How to Write About Reliability and Validity

While the assignment will have specific instructions, in general, any discussion of a tool's reliability and validity in the context of a bigger assignment can be handled in a paragraph or two.   

Example:  You are preparing a clinical pathway and part of this task is to select a screening tool and discuss why you chose it.  

Example 2:  You are proposing a group medical appointment for a chronic condition and as part of the qualifications for inclusion, participants must have undergone screening using your chosen tool.  You must justify the choice of tool for this group and condition.

In assignments like these, discussing reliability and validity is done to justify your choice of screening tool.  This is different than an entire paper on the reliability and validity of a specific tool.  However, in a paper on a single tool, you might be asked to present some final conclusions or a summary of the reliability and validity, which is pretty much the same thing as writing a paragraph or two to justify a choice in a larger assignment.

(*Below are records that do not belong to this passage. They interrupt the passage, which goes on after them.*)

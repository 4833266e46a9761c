//! Globe camera: an intro dolly, then a priority-ordered directive applied
//! to the pan-orbit controller every frame.

mod util;

use super::GlobeScene;
use super::mode::AlternateMode;
use crate::AppScreen;
use crate::config::GlobeSettings;
use crate::locations::Selection;
use app::LOG_GLOBE;
use bevy::camera::ClearColorConfig;
use bevy::prelude::*;
use bevy_panorbit_camera::PanOrbitCamera;
use bevy_tweening::{AnimCompletedEvent, Tween, TweenAnim, lens::Lens};
use settings::SettingsArc;
use std::f32::consts::TAU;
use std::time::Duration;

pub use util::{orbit_from_translation, translation_from_orbit};

const INTRO_DISTANCE: f32 = 40.0;
const INTRO_DURATION: Duration = Duration::from_secs(2);
const ALTERNATE_POSE: Vec3 = Vec3::new(10.0, -5.0, 12.0);
const SLOW_ROTATE: f32 = 0.5;
const FAST_ROTATE: f32 = 5.0;

pub struct GlobeCameraPlugin;

impl Plugin for GlobeCameraPlugin {
    fn build(&self, app: &mut App) {
        app.init_resource::<FocusRequest>()
            .add_systems(OnEnter(AppScreen::Globe), spawn_camera)
            .add_systems(
                Update,
                (finish_intro, drive_camera)
                    .chain()
                    .run_if(in_state(AppScreen::Globe)),
            );
    }
}

/// Camera target requested from outside the globe, e.g. by chat commands.
#[derive(Resource, Debug, Default, Clone, Copy, PartialEq)]
pub struct FocusRequest(pub Option<Vec3>);

#[derive(Component)]
pub struct GlobeCamera;

/// Camera behaviour for one frame, highest priority first.
#[derive(Debug, Clone, Copy, PartialEq)]
pub enum CameraDirective {
    ExternalFocus(Vec3),
    AlternateMode,
    MarkerSelected,
    Idle,
}

/// What a directive asks of the camera this frame.
#[derive(Debug, Clone, Copy, PartialEq, Default)]
pub struct CameraPlan {
    /// Target position and lerp factor.
    pub ease_position: Option<(Vec3, f32)>,
    /// Auto-rotate speed; a speed of 1 is one turn per minute.
    pub auto_rotate: Option<f32>,
    /// Lerp factor pulling the orbit focus back to the origin.
    pub recenter: Option<f32>,
}

impl CameraDirective {
    pub fn select(focus: Option<Vec3>, alternate_mode: bool, marker_selected: bool) -> Self {
        match (focus, alternate_mode, marker_selected) {
            (Some(point), _, _) => CameraDirective::ExternalFocus(point),
            (None, true, _) => CameraDirective::AlternateMode,
            (None, false, true) => CameraDirective::MarkerSelected,
            (None, false, false) => CameraDirective::Idle,
        }
    }

    pub fn plan(self, elapsed: f32, dt: f32) -> CameraPlan {
        let breathing = (elapsed * 0.5).sin() * 0.4;
        match self {
            CameraDirective::ExternalFocus(point) => CameraPlan {
                ease_position: Some((point + Vec3::splat(breathing * 0.1), dt * 1.5)),
                auto_rotate: None,
                recenter: Some(dt * 2.0),
            },
            CameraDirective::AlternateMode => CameraPlan {
                ease_position: Some((
                    ALTERNATE_POSE + Vec3::new(breathing, 0.0, breathing),
                    dt * 0.5,
                )),
                auto_rotate: Some(FAST_ROTATE),
                recenter: None,
            },
            CameraDirective::MarkerSelected => CameraPlan {
                auto_rotate: Some(SLOW_ROTATE),
                ..default()
            },
            CameraDirective::Idle => CameraPlan {
                auto_rotate: Some(SLOW_ROTATE),
                recenter: Some(dt * 2.0),
                ..default()
            },
        }
    }
}

/// Radians per second for an auto-rotate speed.
pub fn auto_rotate_rate(speed: f32) -> f32 {
    speed * TAU / 60.0
}

#[derive(Clone)]
struct DollyLens {
    start: Vec3,
    end: Vec3,
}

impl Lens<Transform> for DollyLens {
    fn lerp(&mut self, mut target: Mut<Transform>, ratio: f32) {
        target.translation = self.start.lerp(self.end, ratio);
        target.look_at(Vec3::ZERO, Vec3::Y);
    }
}

/// Present while the intro dolly runs.
#[derive(Component)]
struct IntroDolly;

fn spawn_camera(
    mut commands: Commands,
    mut focus: ResMut<FocusRequest>,
    settings: Res<SettingsArc<GlobeSettings>>,
) {
    focus.0 = None;

    let start = Vec3::new(0.0, 0.0, INTRO_DISTANCE);
    let end = Vec3::new(0.0, 0.0, settings.start_distance);
    let tween = Tween::new(
        EaseFunction::QuadraticInOut,
        INTRO_DURATION,
        DollyLens { start, end },
    );

    commands.spawn((
        Camera3d::default(),
        Camera {
            order: 0,
            clear_color: ClearColorConfig::Custom(Color::srgb(0.008, 0.0, 0.02)),
            ..default()
        },
        Projection::Perspective(PerspectiveProjection {
            fov: 60f32.to_radians(),
            ..default()
        }),
        Transform::from_translation(start).looking_at(Vec3::ZERO, Vec3::Y),
        PanOrbitCamera {
            focus: Vec3::ZERO,
            yaw: Some(0.0),
            pitch: Some(0.0),
            radius: Some(INTRO_DISTANCE),
            zoom_lower_limit: settings.min_distance,
            zoom_upper_limit: Some(settings.max_distance),
            pan_sensitivity: 0.0,
            orbit_sensitivity: 0.5,
            allow_upside_down: false,
            button_orbit: MouseButton::Left,
            enabled: false,
            ..default()
        },
        TweenAnim::new(tween),
        IntroDolly,
        GlobeCamera,
        GlobeScene,
        Name::new("Globe Camera"),
    ));

    debug!(target: LOG_GLOBE, "Globe camera spawned, dolly {start} -> {end}");
}

/// Hands the camera to the orbit controller once the dolly lands.
fn finish_intro(
    mut commands: Commands,
    mut completed: MessageReader<AnimCompletedEvent>,
    mut cameras: Query<(&mut PanOrbitCamera, &Transform), With<IntroDolly>>,
) {
    for event in completed.read() {
        let Ok((mut orbit, transform)) = cameras.get_mut(event.anim_entity) else {
            continue;
        };
        let (yaw, pitch, radius) =
            orbit_from_translation(transform.translation, orbit.focus, orbit.axis);
        set_orbit(&mut orbit, yaw, pitch, radius);
        orbit.enabled = true;

        commands
            .entity(event.anim_entity)
            .remove::<(TweenAnim, IntroDolly)>();
        info!(target: LOG_GLOBE, "Intro finished, orbit controls enabled");
    }
}

fn set_orbit(orbit: &mut PanOrbitCamera, yaw: f32, pitch: f32, radius: f32) {
    orbit.yaw = Some(yaw);
    orbit.target_yaw = yaw;
    orbit.pitch = Some(pitch);
    orbit.target_pitch = pitch;
    orbit.radius = Some(radius);
    orbit.target_radius = radius;
}

fn drive_camera(
    time: Res<Time>,
    focus: Res<FocusRequest>,
    mode: Res<AlternateMode>,
    selection: Res<Selection>,
    mut cameras: Query<
        (&mut PanOrbitCamera, &Transform),
        (With<GlobeCamera>, Without<IntroDolly>),
    >,
) {
    let directive = CameraDirective::select(focus.0, mode.active(), selection.0.is_some());
    let dt = time.delta_secs();
    let plan = directive.plan(time.elapsed_secs(), dt);

    for (mut orbit, transform) in &mut cameras {
        if !orbit.enabled {
            continue;
        }

        if let Some((target, rate)) = plan.ease_position {
            let eased = transform.translation.lerp(target, util::ease_factor(rate));
            let (yaw, pitch, radius) = orbit_from_translation(eased, orbit.focus, orbit.axis);
            set_orbit(&mut orbit, yaw, pitch, radius);
        }

        if let Some(speed) = plan.auto_rotate {
            orbit.target_yaw += auto_rotate_rate(speed) * dt;
        }

        if let Some(rate) = plan.recenter {
            let recentered = orbit.target_focus.lerp(Vec3::ZERO, util::ease_factor(rate));
            orbit.target_focus = recentered;
        }
    }
}

#[cfg(test)]
mod tests {
    use super::*;
    use crate::globe::flash::FlashPlugin;
    use crate::globe::mode::{ModePlugin, ToggleAlternateMode};
    use crate::globe::test_support::globe_app;

    const AXIS: [Vec3; 3] = [Vec3::X, Vec3::Y, Vec3::Z];
    const START: Vec3 = Vec3::new(0.0, 0.0, 18.0);

    fn camera_app() -> App {
        let mut app = globe_app();
        app.add_plugins((FlashPlugin, ModePlugin, GlobeCameraPlugin))
            .init_resource::<Selection>()
            .add_message::<AnimCompletedEvent>();
        app.update();
        app
    }

    /// An orbit camera past its intro, resting at [`START`].
    fn spawn_orbit(app: &mut App) -> Entity {
        let (yaw, pitch, radius) = orbit_from_translation(START, Vec3::ZERO, AXIS);
        let mut orbit = PanOrbitCamera {
            enabled: true,
            ..default()
        };
        set_orbit(&mut orbit, yaw, pitch, radius);
        app.world_mut()
            .spawn((orbit, Transform::from_translation(START), GlobeCamera))
            .id()
    }

    fn orbit_of(app: &App, camera: Entity) -> &PanOrbitCamera {
        app.world().get::<PanOrbitCamera>(camera).expect("orbit camera")
    }

    /// `(elapsed, dt)` of the frame that just ran.
    fn last_frame(app: &App) -> (f32, f32) {
        let time = app.world().resource::<Time>();
        (time.elapsed_secs(), time.delta_secs())
    }

    fn eased_yaw(directive: CameraDirective, elapsed: f32, dt: f32) -> (f32, f32) {
        let (target, rate) = directive
            .plan(elapsed, dt)
            .ease_position
            .expect("directive eases the camera");
        let eased = START.lerp(target, util::ease_factor(rate));
        let (yaw, _, radius) = orbit_from_translation(eased, Vec3::ZERO, AXIS);
        (yaw, radius)
    }

    #[test]
    fn external_focus_outranks_everything() {
        let point = Vec3::new(2.5, 5.0, 4.0);
        assert_eq!(
            CameraDirective::select(Some(point), true, true),
            CameraDirective::ExternalFocus(point)
        );
        assert_eq!(
            CameraDirective::select(Some(point), false, true),
            CameraDirective::ExternalFocus(point)
        );
    }

    #[test]
    fn remaining_priorities_are_fixed() {
        assert_eq!(CameraDirective::select(None, true, true), CameraDirective::AlternateMode);
        assert_eq!(CameraDirective::select(None, false, true), CameraDirective::MarkerSelected);
        assert_eq!(CameraDirective::select(None, false, false), CameraDirective::Idle);
    }

    #[test]
    fn focus_plan_stops_rotation_and_recenters() {
        let point = Vec3::new(-4.0, 3.0, 6.0);
        let plan = CameraDirective::ExternalFocus(point).plan(0.0, 0.1);
        let (target, rate) = plan.ease_position.expect("eases toward focus");

        assert_eq!(target, point);
        assert!((rate - 0.15).abs() < 1e-6);
        assert_eq!(plan.auto_rotate, None);
        assert!((plan.recenter.unwrap_or_default() - 0.2).abs() < 1e-6);
    }

    #[test]
    fn alternate_plan_breathes_around_its_pose() {
        let elapsed = std::f32::consts::PI;
        let plan = CameraDirective::AlternateMode.plan(elapsed, 0.1);
        let (target, _) = plan.ease_position.expect("eases toward pose");

        assert!((target - Vec3::new(10.4, -5.0, 12.4)).length() < 1e-4);
        assert_eq!(plan.auto_rotate, Some(FAST_ROTATE));
        assert_eq!(plan.recenter, None);
    }

    #[test]
    fn selected_and_idle_rotate_slowly() {
        let selected = CameraDirective::MarkerSelected.plan(1.0, 0.1);
        assert_eq!(selected.ease_position, None);
        assert_eq!(selected.auto_rotate, Some(SLOW_ROTATE));
        assert_eq!(selected.recenter, None);

        let idle = CameraDirective::Idle.plan(1.0, 0.1);
        assert_eq!(idle.auto_rotate, Some(SLOW_ROTATE));
        assert!(idle.recenter.is_some());
    }

    #[test]
    fn auto_rotate_matches_orbit_controls_units() {
        assert!((auto_rotate_rate(60.0) - TAU).abs() < 1e-5);
    }

    #[test]
    fn focus_request_outranks_selection_and_stops_rotation() {
        let mut app = camera_app();
        let camera = spawn_orbit(&mut app);
        app.world_mut()
            .get_mut::<PanOrbitCamera>(camera)
            .expect("orbit camera")
            .target_focus = Vec3::ONE;
        let point = Vec3::new(-4.0, 3.0, 6.0);
        app.world_mut().resource_mut::<FocusRequest>().0 = Some(point);
        app.world_mut().resource_mut::<Selection>().0 = Some(0);
        app.update();

        let (elapsed, dt) = last_frame(&app);
        assert!(dt > 0.0);
        let (yaw, radius) = eased_yaw(CameraDirective::ExternalFocus(point), elapsed, dt);
        let orbit = orbit_of(&app, camera);
        assert!((orbit.target_yaw - yaw).abs() < 1e-5, "no spin on top of the ease");
        assert!((orbit.target_radius - radius).abs() < 1e-4);

        let placed = translation_from_orbit(
            orbit.target_yaw,
            orbit.target_pitch,
            orbit.target_radius,
            Vec3::ZERO,
            AXIS,
        );
        assert!(placed.distance(point) < START.distance(point));
        assert!(orbit.target_focus.length() < Vec3::ONE.length(), "focus pulled home");
    }

    #[test]
    fn alternate_mode_spins_fast_while_easing_to_its_pose() {
        let mut app = camera_app();
        let camera = spawn_orbit(&mut app);
        app.world_mut().write_message(ToggleAlternateMode);
        app.update();
        app.update();

        let (elapsed, dt) = last_frame(&app);
        let (yaw, _) = eased_yaw(CameraDirective::AlternateMode, elapsed, dt);
        let spin = auto_rotate_rate(FAST_ROTATE) * dt;
        assert!(spin > 0.05);
        assert!((orbit_of(&app, camera).target_yaw - (yaw + spin)).abs() < 1e-5);
    }

    #[test]
    fn idle_camera_drifts_slowly() {
        let mut app = camera_app();
        let camera = spawn_orbit(&mut app);
        let before = orbit_of(&app, camera).target_yaw;
        app.update();

        let (_, dt) = last_frame(&app);
        let after = orbit_of(&app, camera).target_yaw;
        assert!((after - before - auto_rotate_rate(SLOW_ROTATE) * dt).abs() < 1e-6);
    }

    #[test]
    fn intro_and_disabled_cameras_are_left_alone() {
        let mut app = camera_app();
        let dolly = spawn_orbit(&mut app);
        app.world_mut().entity_mut(dolly).insert(IntroDolly);
        let disabled = spawn_orbit(&mut app);
        app.world_mut()
            .get_mut::<PanOrbitCamera>(disabled)
            .expect("orbit camera")
            .enabled = false;

        let snapshot = |app: &App, camera| {
            let orbit = orbit_of(app, camera);
            (orbit.target_yaw, orbit.target_radius, orbit.target_focus)
        };
        let before = (snapshot(&app, dolly), snapshot(&app, disabled));

        app.world_mut().resource_mut::<FocusRequest>().0 = Some(Vec3::new(2.5, 5.0, 4.0));
        for _ in 0..3 {
            app.update();
        }
        assert_eq!((snapshot(&app, dolly), snapshot(&app, disabled)), before);
    }
}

Here's a formula you can use to write a summary of the reliability and validity of a screening instrument:

1.  Start with a statement that makes an overall judgment about the reliability and validity of the tool.

2.  Support that judgment with one (1) source that presents evidence of reliability.

3.  Cite a second source that demonstrates validity.  

4.  If your assignment requires more than 2 sources, continue citing other sources and evidence as needed.

5.  Explicitly connect the tool to the population, condition, and care setting you intend to use it in.

Example 1:

The GAD-7 is a reliable and valid screening instrument for identifying generalized anxiety in adult women in primary care. According to Spitzer et al. (2006), it demonstrates excellent internal consistency (Cronbach’s α = .92) in medical populations. In a separate study, Löwe et al. (2008) provided evidence of construct validity, finding that GAD-7 scores strongly correlated with the Beck Anxiety Inventory and clinician-rated anxiety diagnoses. These findings support the use of the GAD-7 in integrated primary care settings for efficient and accurate screening.

Example 2:

The CRAFFT is a reliable and valid screening tool for identifying substance use risk among adolescent girls in school-based health centers. According to Knight et al. (2002), the CRAFFT shows strong test-retest reliability, with consistent results over a 2-week period. In another study, Dhalla et al. (2011) found predictive validity for future substance-related problems, as higher CRAFFT scores were associated with adverse health outcomes six months later. These findings support its use in adolescent health programs integrated with behavioral health services.

 

Note:  These examples were generated by Chat GPT and thus may reference inaccurate or false information for the purpose of the example.